── Data ──
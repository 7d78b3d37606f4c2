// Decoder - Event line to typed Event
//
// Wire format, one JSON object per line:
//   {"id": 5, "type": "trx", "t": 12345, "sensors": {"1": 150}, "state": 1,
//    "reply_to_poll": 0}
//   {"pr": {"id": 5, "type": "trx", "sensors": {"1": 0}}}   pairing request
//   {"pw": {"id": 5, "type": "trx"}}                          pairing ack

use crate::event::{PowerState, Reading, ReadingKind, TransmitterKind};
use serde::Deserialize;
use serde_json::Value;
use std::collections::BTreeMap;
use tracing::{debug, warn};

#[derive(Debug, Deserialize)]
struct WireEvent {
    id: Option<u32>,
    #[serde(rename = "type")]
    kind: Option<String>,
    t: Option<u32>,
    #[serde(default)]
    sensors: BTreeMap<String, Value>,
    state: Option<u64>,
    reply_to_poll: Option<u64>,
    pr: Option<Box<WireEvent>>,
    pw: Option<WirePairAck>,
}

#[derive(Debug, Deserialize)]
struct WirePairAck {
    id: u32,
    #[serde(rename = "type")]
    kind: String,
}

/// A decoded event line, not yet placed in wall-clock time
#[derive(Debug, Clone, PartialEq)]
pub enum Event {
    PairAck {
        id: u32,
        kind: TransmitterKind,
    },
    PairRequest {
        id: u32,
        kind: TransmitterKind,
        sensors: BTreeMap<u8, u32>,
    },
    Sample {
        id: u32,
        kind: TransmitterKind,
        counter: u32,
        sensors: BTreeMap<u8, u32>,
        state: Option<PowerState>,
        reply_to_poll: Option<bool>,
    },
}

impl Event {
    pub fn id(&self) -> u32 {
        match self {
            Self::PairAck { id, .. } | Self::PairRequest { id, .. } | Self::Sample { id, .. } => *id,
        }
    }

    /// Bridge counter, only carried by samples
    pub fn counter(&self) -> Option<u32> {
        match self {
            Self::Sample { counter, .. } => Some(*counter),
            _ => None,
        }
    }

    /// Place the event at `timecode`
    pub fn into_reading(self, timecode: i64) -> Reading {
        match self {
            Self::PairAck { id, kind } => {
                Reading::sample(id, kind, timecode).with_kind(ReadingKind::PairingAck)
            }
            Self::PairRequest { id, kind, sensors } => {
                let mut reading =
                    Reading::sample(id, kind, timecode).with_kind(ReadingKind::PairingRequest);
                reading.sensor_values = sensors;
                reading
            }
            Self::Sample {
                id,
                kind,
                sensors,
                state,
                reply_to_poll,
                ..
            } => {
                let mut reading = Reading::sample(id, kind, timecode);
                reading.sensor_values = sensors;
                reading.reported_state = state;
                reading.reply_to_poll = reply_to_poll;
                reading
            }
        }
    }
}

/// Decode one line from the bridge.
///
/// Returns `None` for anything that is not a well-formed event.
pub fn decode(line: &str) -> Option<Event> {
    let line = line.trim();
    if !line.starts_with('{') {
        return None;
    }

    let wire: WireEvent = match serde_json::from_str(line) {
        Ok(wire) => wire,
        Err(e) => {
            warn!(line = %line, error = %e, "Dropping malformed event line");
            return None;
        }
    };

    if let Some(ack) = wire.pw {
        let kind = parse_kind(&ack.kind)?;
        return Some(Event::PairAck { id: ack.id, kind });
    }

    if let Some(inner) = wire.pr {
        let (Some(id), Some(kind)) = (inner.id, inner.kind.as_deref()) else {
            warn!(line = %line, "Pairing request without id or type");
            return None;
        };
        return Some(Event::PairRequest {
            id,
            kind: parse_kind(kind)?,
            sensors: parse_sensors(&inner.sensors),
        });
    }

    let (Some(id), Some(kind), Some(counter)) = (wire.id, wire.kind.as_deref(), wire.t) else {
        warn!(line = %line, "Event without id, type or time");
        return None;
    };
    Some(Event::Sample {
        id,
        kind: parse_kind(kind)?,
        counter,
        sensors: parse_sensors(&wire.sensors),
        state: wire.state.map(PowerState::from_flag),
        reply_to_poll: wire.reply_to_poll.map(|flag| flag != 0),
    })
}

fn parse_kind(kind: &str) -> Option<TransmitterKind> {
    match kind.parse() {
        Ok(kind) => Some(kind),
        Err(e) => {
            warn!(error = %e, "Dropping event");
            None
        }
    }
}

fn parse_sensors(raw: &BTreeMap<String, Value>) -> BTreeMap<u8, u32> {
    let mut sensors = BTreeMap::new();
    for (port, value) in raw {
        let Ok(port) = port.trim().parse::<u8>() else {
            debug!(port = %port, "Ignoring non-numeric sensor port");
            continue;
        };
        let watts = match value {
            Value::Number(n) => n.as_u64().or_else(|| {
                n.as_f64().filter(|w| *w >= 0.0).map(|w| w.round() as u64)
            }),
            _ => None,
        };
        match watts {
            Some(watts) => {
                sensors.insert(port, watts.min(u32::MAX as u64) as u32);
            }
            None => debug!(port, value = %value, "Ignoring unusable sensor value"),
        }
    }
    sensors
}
───
**About this task:** Every line above from the line with "reading.reply_to_poll = reply_to_poll;" to the line with "let kind = parse_kind(&ack.kind)?;", both included, must be reproduced exactly, and no other line may appear.

**Task output:**
                reading.reply_to_poll = reply_to_poll;
                reading
            }
        }
    }
}

/// Decode one line from the bridge.
///
/// Returns `None` for anything that is not a well-formed event.
pub fn decode(line: &str) -> Option<Event> {
    let line = line.trim();
    if !line.starts_with('{') {
        return None;
    }

    let wire: WireEvent = match serde_json::from_str(line) {
        Ok(wire) => wire,
        Err(e) => {
            warn!(line = %line, error = %e, "Dropping malformed event line");
            return None;
        }
    };

    if let Some(ack) = wire.pw {
        let kind = parse_kind(&ack.kind)?;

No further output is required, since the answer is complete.